Em entrevista às rádios Metrópole e Sociedade, da Bahia, o presidente Luiz Inácio Lula da Silva abordou temas centrais de sua terceira gestão, enfatizando a importância da distribuição de renda, inclusão social, crescimento econômico, educação e civilidade democrática.

Lula expressou sua visão sobre o legado que deseja deixar ao final de seu mandato. “O crescimento da distribuição de renda e a inclusão social são marcas que quero deixar. Também enfatizo a civilidade democrática, o crescimento econômico e educacional, além da cidadania”, afirmou.

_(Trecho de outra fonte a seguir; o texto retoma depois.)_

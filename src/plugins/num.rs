//! The `num` plugin: arithmetic plus the number implementations of the
//! `eq` and `ord` traits.

use std::rc::Rc;

use crate::builder::{Expr, Lift};
use crate::error::{Fault, Outcome};
use crate::graph::{Field, Node, TypeTag};
use crate::interp::{Cx, Fragment, Value, Visit};
use crate::plugin::{Plugin, TraitImpl};

const KINDS: &[&str] = &[
    "num/add",
    "num/sub",
    "num/mul",
    "num/div",
    "num/mod",
    "num/neg",
    "num/floor",
    "num/eq",
    "num/compare",
];

/// The `num` plugin.
pub fn plugin() -> Plugin {
    let mut plugin = Plugin::new("num", KINDS, Rc::new(NumFragment))
        .implements(TraitImpl::new("eq", TypeTag::Number).op("eq", "num/eq"))
        .implements(TraitImpl::new("ord", TypeTag::Number).op("compare", "num/compare"))
        .returns("num/eq", TypeTag::Boolean);
    for kind in &KINDS[..KINDS.len() - 2] {
        plugin = plugin.returns(*kind, TypeTag::Number);
    }
    plugin.returns("num/compare", TypeTag::Number)
}

/// Arithmetic constructors on expression handles.
pub trait NumOps<'b> {
    /// `self + other`
    fn add(self, other: impl Into<Lift<'b>>) -> Expr<'b>;
    /// `self - other`
    fn sub(self, other: impl Into<Lift<'b>>) -> Expr<'b>;
    /// `self * other`
    fn mul(self, other: impl Into<Lift<'b>>) -> Expr<'b>;
    /// `self / other`
    fn div(self, other: impl Into<Lift<'b>>) -> Expr<'b>;
    /// `self % other`, with the sign of the dividend.
    fn rem(self, other: impl Into<Lift<'b>>) -> Expr<'b>;
    /// `-self`
    fn neg(self) -> Expr<'b>;
    /// Largest integer not greater than `self`.
    fn floor(self) -> Expr<'b>;
}

impl<'b> NumOps<'b> for Expr<'b> {
    fn add(self, other: impl Into<Lift<'b>>) -> Expr<'b> {
        binary(self, "num/add", other)
    }

    fn sub(self, other: impl Into<Lift<'b>>) -> Expr<'b> {
        binary(self, "num/sub", other)
    }

    fn mul(self, other: impl Into<Lift<'b>>) -> Expr<'b> {
        binary(self, "num/mul", other)
    }

    fn div(self, other: impl Into<Lift<'b>>) -> Expr<'b> {
        binary(self, "num/div", other)
    }

    fn rem(self, other: impl Into<Lift<'b>>) -> Expr<'b> {
        binary(self, "num/mod", other)
    }

    fn neg(self) -> Expr<'b> {
        unary(self, "num/neg")
    }

    fn floor(self) -> Expr<'b> {
        unary(self, "num/floor")
    }
}

pub(crate) fn binary<'b>(left: Expr<'b>, kind: &str, right: impl Into<Lift<'b>>) -> Expr<'b> {
    let b = left.builder();
    let right = b.lift(right);
    b.node(
        kind,
        [
            ("left", Field::Child(left.id())),
            ("right", Field::Child(right.id())),
        ],
    )
}

pub(crate) fn unary<'b>(operand: Expr<'b>, kind: &str) -> Expr<'b> {
    operand
        .builder()
        .node(kind, [("operand", Field::Child(operand.id()))])
}

/// Interpreter for `num/*`. Every rule is pure and total over numbers;
/// other operand types raise `TYPE_ERROR`.
#[derive(Debug, Default, Clone, Copy)]
pub struct NumFragment;

impl Fragment for NumFragment {
    fn name(&self) -> &str {
        "num"
    }

    fn kinds(&self) -> &[&'static str] {
        KINDS
    }

    fn visit(&self, node: Rc<Node>, cx: Cx) -> Visit {
        Visit::suspend(evaluate(node, cx))
    }
}

async fn evaluate(node: Rc<Node>, cx: Cx) -> Outcome {
    let kind = node.kind.as_str();
    let number = |value: Value| {
        value
            .as_f64()
            .ok_or_else(|| Fault::type_error(kind, "number", &value))
    };
    if let Ok(operand) = node.child("operand") {
        let x = number(cx.recurse(operand).await?)?;
        return match kind {
            "num/neg" => Ok(Value::Number(-x)),
            _ => Ok(Value::Number(x.floor())),
        };
    }
    let left = number(cx.recurse(node.child("left")?).await?)?;
    let right = number(cx.recurse(node.child("right")?).await?)?;
    arithmetic(kind, left, right)
}

fn arithmetic(kind: &str, left: f64, right: f64) -> Outcome {
    let value = match kind {
        "num/add" => left + right,
        "num/sub" => left - right,
        "num/mul" => left * right,
        "num/div" | "num/mod" if right == 0.0 => {
            return Err(Fault::raise("DIVISION_BY_ZERO", format!("{kind} by zero")));
        }
        "num/div" => left / right,
        "num/mod" => left % right,
        "num/eq" => return Ok(Value::Bool(left == right)),
        "num/compare" => match left.partial_cmp(&right) {
            Some(std::cmp::Ordering::Less) => -1.0,
            Some(std::cmp::Ordering::Equal) => 0.0,
            _ => 1.0,
        },
        other => {
            return Err(Fault::Fatal(crate::error::EvalError::UnknownNodeKind {
                kind: other.to_string(),
            }));
        }
    };
    Ok(Value::Number(value))
}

Desde o início de 2023, o governo tem implementado diversas políticas sociais. “Nunca antes na história do Brasil houve tantas políticas de inclusão social, abrangendo povos indígenas, quilombolas, mulheres e pequenos produtores rurais”, destacou. O presidente também mencionou o aumento do crédito para o agronegócio e o crescimento do PIB na indústria.

Educação e inovação

A educação foi outro ponto crucial na fala do presidente. Lula afirmou que o governo está comprometido com a alfabetização de crianças na idade certa, em colaboração com estados e municípios. Ele anunciou a construção de 100 novos institutos federais e o fortalecimento de universidades e hospitais universitários.

Sobre a sanção do Projeto de Lei nº 4.932/2024, que restringe o uso de celulares nas escolas, Lula comentou: “Proibimos o uso de celulares nas aulas para respeitar os alunos e professores. É uma questão de humanismo. Ou cuidamos disso agora, ou os algoritmos dominarão.”

Crédits e microeconomia

O presidente também se referiu ao aumento do crédito no país, destacando uma reunião com presidentes de bancos públicos. “Nunca houve tanto investimento do BNDES, do Banco do Brasil, da Caixa Econômica e outros. O crédito está crescendo e novas medidas serão anunciadas em breve”, afirmou.

Lula acrescentou que é necessário focar mais na microeconomia, que considera fundamental para o crescimento do país. “Quando o dinheiro circula, o comércio, os serviços e os salários crescem. Precisamos discutir microeconomia, pois ela movimenta a economia. Um pequeno comerciante investe localmente, e isso é o que faz a economia girar”, concluiu.